Y es que hoy todos lloran, y si no lo hacen es porque están fingiendo. Me lo dijo aquel hombre de ojos aturdidos mientras miraba la cabeza de Nalakala que reposa sobre el suelo de Vara del Rey. Y repetía como un mantra: el mar, la mar, es tristeza contenida. Aquel hombre, erguido frente al primer sol del alba, levantó la mano derecha con su camisa blanca, y por un momento visualicé aquellas palabras de Lorca cuando decía que todos los fascistas no dejan de ser poetas incómodos, reprimidos e inconclusos, pero poetas al fin y al cabo. Lorca, lleno eres de gracia. Por eso este tipo levanta la mano derecha, mira al sol con su camisa blanca mientras maneja versos que lamentan que el mar, la mar, se parezca tanto a una enorme lágrima contenida entre rocas, arena y aire. Que a marchas forzadas nos arrastra a todos a ahogarnos al nutrirse de nuestras lamentaciones, que cuando toman forma se hacen lágrimas. Lágrimas que alimentan la sed incansable del mar, la mar que se alimenta con las lágrimas del mustio, el melancólico, el funesto, el deplorable, el infausto, el lamentable, el luctuoso, el lúgubre, el trágico, el desgraciado, el nefasto y mil y pico adjetivos más, hasta que llegue el punto de que las lágrimas sobrealimenten el mar, la mar tanto que hagan desaparecer la isla de Ibiza y con ella a todos los que la habitan.

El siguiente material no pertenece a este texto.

//! Client and UI orchestration for the GEE satellite-imagery analysis backend.
//!
//! Layers, leaves first:
//! - [`transport`]: one HTTP request with a uniform timeout, normalized errors
//! - [`retry`]: bounded retries with exponential backoff around any transport
//! - [`client`]: one typed method per backend capability
//! - [`orchestrator`]: loading feedback, sequencing and UI/map updates
//! - [`bootstrap`]: health check, initial data and event wiring
//!
//! Rendering is delegated to implementations of [`Ui`] and [`MapView`].

pub mod bootstrap;
pub mod client;
pub mod config;
pub mod error;
pub mod geometry;
pub mod guard;
pub mod models;
pub mod orchestrator;
pub mod retry;
pub mod session;
pub mod snapshot;
pub mod transport;
pub mod ui;

pub use bootstrap::{App, EventBindings, EventKind, UiEvent};
pub use client::{DefaultTransport, GeeClient};
pub use config::{ClientConfig, ConfigError, RetryConfig};
pub use error::{ApiResult, ClientError, Severity};
pub use geometry::Bounds;
pub use guard::{OperationGuard, OperationKind};
pub use models::{
    AnalysisParams, AnalysisResults, AnalysisType, AoiKind, AreaOfInterest, HealthStatus,
    LandcoverMode, LandcoverResponse, RegionLevel, RegionOption, SelectionList,
    VegetationResponse,
};
pub use orchestrator::Orchestrator;
pub use retry::{RetryPolicy, RetryingTransport};
pub use session::SessionState;
pub use snapshot::StatisticsSnapshot;
pub use transport::{ApiRequest, HttpTransport, Transport};
pub use ui::{MapView, Selector, Ui};
//! Session state owned by the orchestration layer.

use crate::models::{AnalysisParams, AnalysisResults, AreaOfInterest, SelectionList};

/// Everything one user session reads and writes between operations.
#[derive(Debug, Clone, Default)]
pub struct SessionState {
    aoi: Option<AreaOfInterest>,
    results: AnalysisResults,
    params: AnalysisParams,
    provinces: SelectionList,
    cities: SelectionList,
}

impl SessionState {
    pub fn new(params: AnalysisParams) -> Self {
        Self {
            params,
            ..Default::default()
        }
    }

    pub fn aoi(&self) -> Option<&AreaOfInterest> {
        self.aoi.as_ref()
    }

    /// Replace the AOI. Results computed for the previous one are dropped.
    pub fn set_aoi(&mut self, aoi: AreaOfInterest) {
        self.aoi = Some(aoi);
        self.results = AnalysisResults::default();
    }

    pub fn clear_aoi(&mut self) {
        self.aoi = None;
        self.results = AnalysisResults::default();
    }

    pub fn results(&self) -> &AnalysisResults {
        &self.results
    }

    pub fn results_mut(&mut self) -> &mut AnalysisResults {
        &mut self.results
    }

    pub fn reset_results(&mut self) {
        self.results = AnalysisResults::default();
    }

    pub fn params(&self) -> &AnalysisParams {
        &self.params
    }

    pub fn params_mut(&mut self) -> &mut AnalysisParams {
        &mut self.params
    }

    pub fn provinces(&self) -> &SelectionList {
        &self.provinces
    }

    pub fn provinces_mut(&mut self) -> &mut SelectionList {
        &mut self.provinces
    }

    /// Replace the province list; the city list depends on it and is cleared.
    pub fn replace_provinces(&mut self, provinces: SelectionList) {
        self.provinces = provinces;
        self.cities.clear();
    }

    pub fn cities(&self) -> &SelectionList {
        &self.cities
    }

    pub fn cities_mut(&mut self) -> &mut SelectionList {
        &mut self.cities
    }

    pub fn replace_cities(&mut self, cities: SelectionList) {
        self.cities = cities;
    }
}
//! Start-up sequence and UI event wiring.

use std::collections::HashMap;
use std::future::Future;
use std::sync::Arc;

use futures::future::BoxFuture;
use serde_json::Value;
use tracing::{debug, info, warn};

use crate::client::{DefaultTransport, GeeClient};
use crate::error::Severity;
use crate::orchestrator::Orchestrator;
use crate::transport::Transport;

/// Events raised by the page.
#[derive(Debug, Clone, PartialEq)]
pub enum UiEvent {
    RefreshProvinces,
    ProvinceChanged(String),
    CityChanged(String),
    LoadRegionClicked,
    AreaDrawn { geojson: Value, name: Option<String> },
    RunAnalysisClicked,
    VegetationClicked,
    LandcoverClicked,
    TimeSeriesClicked(Value),
    ExportClicked(Value),
    DownloadClicked,
    ClearClicked,
}

/// Key under which a handler is bound.
#[derive(Debug, Clone, Copy, PartialEq, Eq, Hash)]
pub enum EventKind {
    RefreshProvinces,
    ProvinceChanged,
    CityChanged,
    LoadRegionClicked,
    AreaDrawn,
    RunAnalysisClicked,
    VegetationClicked,
    LandcoverClicked,
    TimeSeriesClicked,
    ExportClicked,
    DownloadClicked,
    ClearClicked,
}

impl EventKind {
    pub const ALL: [EventKind; 12] = [
        EventKind::RefreshProvinces,
        EventKind::ProvinceChanged,
        EventKind::CityChanged,
        EventKind::LoadRegionClicked,
        EventKind::AreaDrawn,
        EventKind::RunAnalysisClicked,
        EventKind::VegetationClicked,
        EventKind::LandcoverClicked,
        EventKind::TimeSeriesClicked,
        EventKind::ExportClicked,
        EventKind::DownloadClicked,
        EventKind::ClearClicked,
    ];
}

impl UiEvent {
    pub fn kind(&self) -> EventKind {
        match self {
            UiEvent::RefreshProvinces => EventKind::RefreshProvinces,
            UiEvent::ProvinceChanged(_) => EventKind::ProvinceChanged,
            UiEvent::CityChanged(_) => EventKind::CityChanged,
            UiEvent::LoadRegionClicked => EventKind::LoadRegionClicked,
            UiEvent::AreaDrawn { .. } => EventKind::AreaDrawn,
            UiEvent::RunAnalysisClicked => EventKind::RunAnalysisClicked,
            UiEvent::VegetationClicked => EventKind::VegetationClicked,
            UiEvent::LandcoverClicked => EventKind::LandcoverClicked,
            UiEvent::TimeSeriesClicked(_) => EventKind::TimeSeriesClicked,
            UiEvent::ExportClicked(_) => EventKind::ExportClicked,
            UiEvent::DownloadClicked => EventKind::DownloadClicked,
            UiEvent::ClearClicked => EventKind::ClearClicked,
        }
    }
}

pub type Handler = Arc<dyn Fn(UiEvent) -> BoxFuture<'static, ()> + Send + Sync>;

/// At most one handler per event kind.
#[derive(Clone, Default)]
pub struct EventBindings {
    handlers: HashMap<EventKind, Handler>,
}

impl EventBindings {
    /// Bind `handler` to `kind`, detaching any handler bound before.
    ///
    /// Returns `true` when a previous handler was replaced.
    pub fn bind<F>(&mut self, kind: EventKind, handler: F) -> bool
    where
        F: Fn(UiEvent) -> BoxFuture<'static, ()> + Send + Sync + 'static,
    {
        let replaced = self.unbind(kind);
        self.handlers.insert(kind, Arc::new(handler));
        replaced
    }

    pub fn unbind(&mut self, kind: EventKind) -> bool {
        let removed = self.handlers.remove(&kind).is_some();
        if removed {
            debug!(event = ?kind, "Detached previous handler");
        }
        removed
    }

    pub fn is_bound(&self, kind: EventKind) -> bool {
        self.handlers.contains_key(&kind)
    }

    pub fn len(&self) -> usize {
        self.handlers.len()
    }

    pub fn is_empty(&self) -> bool {
        self.handlers.is_empty()
    }

    /// Run the handler bound to the event's kind. Returns `false` if none is bound.
    pub async fn dispatch(&self, event: UiEvent) -> bool {
        let Some(handler) = self.handlers.get(&event.kind()).cloned() else {
            debug!(event = ?event.kind(), "No handler bound");
            return false;
        };
        handler(event).await;
        true
    }
}

/// A bootstrapped session: the orchestrator plus its event bindings.
///
/// This is the surface other front-end code talks to.
pub struct App<T = DefaultTransport> {
    orchestrator: Arc<Orchestrator<T>>,
    bindings: EventBindings,
    backend_ready: bool,
}

impl<T: Transport + 'static> App<T> {
    /// Check backend health, load provinces and bind the default handlers.
    ///
    /// An unhealthy backend is reported but does not stop start-up.
    pub async fn bootstrap(orchestrator: Arc<Orchestrator<T>>) -> Self {
        let backend_ready = match orchestrator.check_health().await {
            Some(status) if status.is_ready() => {
                orchestrator.ui().alert(
                    Severity::Success,
                    "Connected to the analysis backend. Earth Engine is ready.",
                );
                true
            }
            Some(status) => {
                warn!(status = %status.status, "Earth Engine not initialized");
                orchestrator.ui().alert(
                    Severity::Warning,
                    "Backend reachable but Earth Engine is not initialized. Analyses may fail.",
                );
                false
            }
            None => {
                orchestrator.ui().alert(
                    Severity::Warning,
                    "Cannot reach the analysis backend. Running in degraded mode.",
                );
                false
            }
        };

        orchestrator.load_provinces().await;

        let mut app = Self {
            orchestrator,
            bindings: EventBindings::default(),
            backend_ready,
        };
        app.bind_default_handlers();
        info!(backend_ready = backend_ready, handlers = app.bindings.len(), "Application ready");
        app
    }

    pub fn orchestrator(&self) -> &Arc<Orchestrator<T>> {
        &self.orchestrator
    }

    pub fn client(&self) -> &GeeClient<T> {
        self.orchestrator.client()
    }

    pub fn is_backend_ready(&self) -> bool {
        self.backend_ready
    }

    pub fn bindings(&self) -> &EventBindings {
        &self.bindings
    }

    pub fn bindings_mut(&mut self) -> &mut EventBindings {
        &mut self.bindings
    }

    pub async fn dispatch(&self, event: UiEvent) -> bool {
        self.bindings.dispatch(event).await
    }

    fn on<F, Fut>(&mut self, kind: EventKind, f: F)
    where
        F: Fn(Arc<Orchestrator<T>>, UiEvent) -> Fut + Send + Sync + 'static,
        Fut: Future<Output = ()> + Send + 'static,
    {
        let orchestrator = Arc::clone(&self.orchestrator);
        self.bindings.bind(kind, move |event| {
            let fut: BoxFuture<'static, ()> = Box::pin(f(Arc::clone(&orchestrator), event));
            fut
        });
    }

    /// Bind every event to its orchestration function. Safe to call again.
    pub fn bind_default_handlers(&mut self) {
        self.on(EventKind::RefreshProvinces, |o, _| async move {
            o.load_provinces().await;
        });
        self.on(EventKind::ProvinceChanged, |o, event| async move {
            if let UiEvent::ProvinceChanged(name) = event {
                o.select_province(&name).await;
            }
        });
        self.on(EventKind::CityChanged, |o, event| async move {
            if let UiEvent::CityChanged(name) = event {
                o.select_city(&name).await;
            }
        });
        self.on(EventKind::LoadRegionClicked, |o, _| async move {
            o.load_selected_region().await;
        });
        self.on(EventKind::AreaDrawn, |o, event| async move {
            if let UiEvent::AreaDrawn { geojson, name } = event {
                o.set_drawn_area(geojson, name.as_deref()).await;
            }
        });
        self.on(EventKind::RunAnalysisClicked, |o, _| async move {
            o.run_complete_analysis().await;
        });
        self.on(EventKind::VegetationClicked, |o, _| async move {
            o.run_vegetation().await;
        });
        self.on(EventKind::LandcoverClicked, |o, _| async move {
            o.run_landcover().await;
        });
        self.on(EventKind::TimeSeriesClicked, |o, event| async move {
            if let UiEvent::TimeSeriesClicked(params) = event {
                o.run_timeseries(params).await;
            }
        });
        self.on(EventKind::ExportClicked, |o, event| async move {
            if let UiEvent::ExportClicked(params) = event {
                o.request_export(params).await;
            }
        });
        self.on(EventKind::DownloadClicked, |o, _| async move {
            o.download_statistics().await;
        });
        self.on(EventKind::ClearClicked, |o, _| async move {
            o.clear_map().await;
        });
    }
}
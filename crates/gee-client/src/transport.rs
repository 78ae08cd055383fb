//! Single-shot HTTP transport with a uniform timeout.
//!
//! Every call resolves to an [`ApiResult`]: parsed JSON on success, a
//! [`ClientError`] with a human-readable message otherwise. Nothing panics
//! past this boundary.

use std::collections::BTreeMap;
use std::time::Duration;

use async_trait::async_trait;
use reqwest::{Client, Method};
use serde_json::Value;
use tracing::{debug, instrument, warn};

use crate::config::ClientConfig;
use crate::error::{ApiResult, ClientError};

/// One request against the backend, relative to its base URL.
#[derive(Debug, Clone, PartialEq)]
pub struct ApiRequest {
    pub method: Method,
    pub path: String,
    pub query: Vec<(String, String)>,
    pub body: Option<Value>,
    pub headers: Vec<(String, String)>,
    /// Safe to resend after an ambiguous failure
    pub idempotent: bool,
}

impl ApiRequest {
    pub fn get(path: impl Into<String>) -> Self {
        Self {
            method: Method::GET,
            path: path.into(),
            query: Vec::new(),
            body: None,
            headers: Vec::new(),
            idempotent: true,
        }
    }

    pub fn post(path: impl Into<String>, body: Value) -> Self {
        Self {
            method: Method::POST,
            path: path.into(),
            query: Vec::new(),
            body: Some(body),
            headers: Vec::new(),
            idempotent: true,
        }
    }

    /// Mark a request whose repetition has side effects on the backend.
    pub fn non_idempotent(mut self) -> Self {
        self.idempotent = false;
        self
    }

    pub fn with_query(mut self, key: impl Into<String>, value: impl Into<String>) -> Self {
        self.query.push((key.into(), value.into()));
        self
    }

    pub fn with_header(mut self, key: impl Into<String>, value: impl Into<String>) -> Self {
        self.headers.push((key.into(), value.into()));
        self
    }

    /// Value of a query parameter, if present.
    pub fn query_value(&self, key: &str) -> Option<&str> {
        self.query
            .iter()
            .find(|(k, _)| k == key)
            .map(|(_, v)| v.as_str())
    }
}

/// Something that can carry an [`ApiRequest`] to the backend.
#[async_trait]
pub trait Transport: Send + Sync {
    async fn send(&self, request: ApiRequest) -> ApiResult<Value>;
}

#[async_trait]
impl<T: Transport + ?Sized> Transport for std::sync::Arc<T> {
    async fn send(&self, request: ApiRequest) -> ApiResult<Value> {
        (**self).send(request).await
    }
}

/// reqwest-backed transport.
pub struct HttpTransport {
    client: Client,
    base_url: String,
    timeout: Duration,
    default_headers: BTreeMap<String, String>,
}

impl HttpTransport {
    /// Create a transport from client configuration.
    pub fn new(config: &ClientConfig) -> ApiResult<Self> {
        let timeout = config.timeout();
        let client = Client::builder()
            .timeout(timeout)
            .connect_timeout(Duration::from_secs(30))
            .pool_max_idle_per_host(4)
            .build()
            .map_err(|e| ClientError::Network(format!("Failed to create HTTP client: {}", e)))?;

        Ok(Self {
            client,
            base_url: config.base_url.trim_end_matches('/').to_string(),
            timeout,
            default_headers: config.headers.clone(),
        })
    }

    pub fn base_url(&self) -> &str {
        &self.base_url
    }

    fn url_for(&self, path: &str) -> String {
        if path.starts_with('/') {
            format!("{}{}", self.base_url, path)
        } else {
            format!("{}/{}", self.base_url, path)
        }
    }

    fn map_transport_error(&self, err: reqwest::Error) -> ClientError {
        if err.is_timeout() {
            ClientError::Timeout(self.timeout.as_secs())
        } else {
            ClientError::from(err)
        }
    }

    async fn execute(&self, request: &ApiRequest) -> ApiResult<Value> {
        let url = self.url_for(&request.path);
        let mut builder = self.client.request(request.method.clone(), &url);

        if !request.query.is_empty() {
            builder = builder.query(&request.query);
        }
        for (key, value) in self.default_headers.iter() {
            builder = builder.header(key.as_str(), value.as_str());
        }
        for (key, value) in &request.headers {
            builder = builder.header(key.as_str(), value.as_str());
        }
        if let Some(body) = &request.body {
            builder = builder.json(body);
        }

        let response = builder
            .send()
            .await
            .map_err(|e| self.map_transport_error(e))?;

        let status = response.status();
        let text = response
            .text()
            .await
            .map_err(|e| self.map_transport_error(e))?;

        debug!(status = status.as_u16(), bytes = text.len(), "Response received");

        if !status.is_success() {
            return Err(ClientError::from_response(
                status.as_u16(),
                status.canonical_reason(),
                &text,
            ));
        }

        if text.trim().is_empty() {
            return Ok(Value::Null);
        }

        Ok(serde_json::from_str(&text)?)
    }
}

#[async_trait]
impl Transport for HttpTransport {
    #[instrument(skip(self, request), fields(method = %request.method, path = %request.path))]
    async fn send(&self, request: ApiRequest) -> ApiResult<Value> {
        let result = self.execute(&request).await;
        if let Err(ref e) = result {
            warn!(error = %e, status = ?e.status(), "Backend request failed");
        }
        result
    }
}

#[cfg(test)]
mod tests {
    use super::*;

    #[test]
    fn test_request_builders() {
        let req = ApiRequest::get("/regions/cities").with_query("province_code", "11");
        assert_eq!(req.method, Method::GET);
        assert_eq!(req.query_value("province_code"), Some("11"));
        assert_eq!(req.query_value("missing"), None);
        assert!(req.body.is_none());

        let req = ApiRequest::post("/export", serde_json::json!({"format": "geotiff"}))
            .with_header("X-Trace", "1");
        assert_eq!(req.method, Method::POST);
        assert_eq!(req.headers.len(), 1);
        assert_eq!(req.body.unwrap()["format"], "geotiff");
    }

    #[test]
    fn test_url_joining() {
        let mut config = ClientConfig::default();
        config.base_url = "http://localhost:5000/api/".into();
        let transport = HttpTransport::new(&config).unwrap();
        assert_eq!(transport.base_url(), "http://localhost:5000/api");
        assert_eq!(transport.url_for("/health"), "http://localhost:5000/api/health");
        assert_eq!(transport.url_for("health"), "http://localhost:5000/api/health");
    }
}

Y es así que por fin entiendo aquel mito de la sinergia entre un yogi y un facha tan aterrador, por su práctica de ritos, recitando mantras con la cara al sol y con la camisa blanca, mantras oblicuos e inacabables, es decir, siempre la misma canción, que abruma. Y eso te lleva a hacer cuatro preguntas clave e incómodas tales como: ¿Qué fue antes, el clavo o el martillo, el rico o el pobre, el turista o el hotel, el mentiroso o el cojo?